DATA TO PROCESS »

——

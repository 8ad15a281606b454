//! Deterministic directory walk feeding the pipeline.
//!
//! Runs on a blocking thread and streams eligible file paths into a bounded
//! channel; a slow consumer suspends the walk instead of buffering the tree
//! in memory.

use std::collections::HashSet;
use std::path::{Path, PathBuf};

use ignore::WalkBuilder;
use tokio::sync::mpsc;

const WALK_CHANNEL_CAPACITY: usize = 256;

/// Directory names never descended into: version control, dependency
/// caches, build output, editor state.
pub(crate) const EXCLUDED_DIRS: &[&str] = &[
    ".git",
    "node_modules",
    "target",
    "dist",
    "build",
    "coverage",
    ".vscode",
    ".idea",
    ".cache",
    ".mypy_cache",
    ".pytest_cache",
    "__pycache__",
    ".cargo",
    ".rustup",
    ".terraform",
    ".venv",
    "venv",
    "vendor",
    ".npm",
];

/// Plain-text formats indexed through the text fallback even though no
/// language server owns them.
pub(crate) const TEXT_EXTENSIONS: &[&str] = &[
    "md", "txt", "yaml", "yml", "json", "xml", "html", "css", "sh", "conf", "ini", "toml", "lock",
];

/// Whether a file should enter the pipeline. The index log itself (any
/// `.ndjson`) is always skipped.
pub(crate) fn is_eligible(path: &Path, language_extensions: &HashSet<String>) -> bool {
    let name = path
        .file_name()
        .and_then(|n| n.to_str())
        .unwrap_or_default();
    if name.ends_with(".ndjson") {
        return false;
    }
    let Some(ext) = path.extension().and_then(|e| e.to_str()) else {
        return false;
    };
    let ext = ext.to_lowercase();
    language_extensions.contains(&ext) || TEXT_EXTENSIONS.contains(&ext.as_str())
}

/// Walk `root` on a blocking thread, streaming eligible files in sorted
/// order. Dropping the receiver stops the walk.
pub(crate) fn spawn_walker(
    root: PathBuf,
    language_extensions: HashSet<String>,
) -> mpsc::Receiver<PathBuf> {
    let (tx, rx) = mpsc::channel(WALK_CHANNEL_CAPACITY);

    tokio::task::spawn_blocking(move || {
        let mut builder = WalkBuilder::new(&root);
        builder.standard_filters(false);
        builder.follow_links(false);
        builder.filter_entry(|entry| {
            if entry.depth() == 0 {
                return true;
            }
            let is_dir = entry.file_type().is_some_and(|t| t.is_dir());
            if !is_dir {
                return true;
            }
            let name = entry.file_name().to_string_lossy();
            !EXCLUDED_DIRS.contains(&name.as_ref())
        });
        builder.sort_by_file_path(|a, b| a.cmp(b));

        for entry in builder.build() {
            let Ok(entry) = entry else {
                // Unreadable entries (permissions, races) are skipped.
                continue;
            };
            if !entry.file_type().is_some_and(|t| t.is_file()) {
                continue;
            }
            let path = entry.into_path();
            if !is_eligible(&path, &language_extensions) {
                continue;
            }
            if tx.blocking_send(path).is_err() {
                // Receiver gone: the pipeline stopped, so does the walk.
                break;
            }
        }
    });

    rx
}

——

EXERCISE PROMPT » When a line in the material above includes the word "contains", copy that line.

SOLUTION TO THE EXERCISE »
    language_extensions.contains(&ext) || TEXT_EXTENSIONS.contains(&ext.as_str())
            !EXCLUDED_DIRS.contains(&name.as_ref())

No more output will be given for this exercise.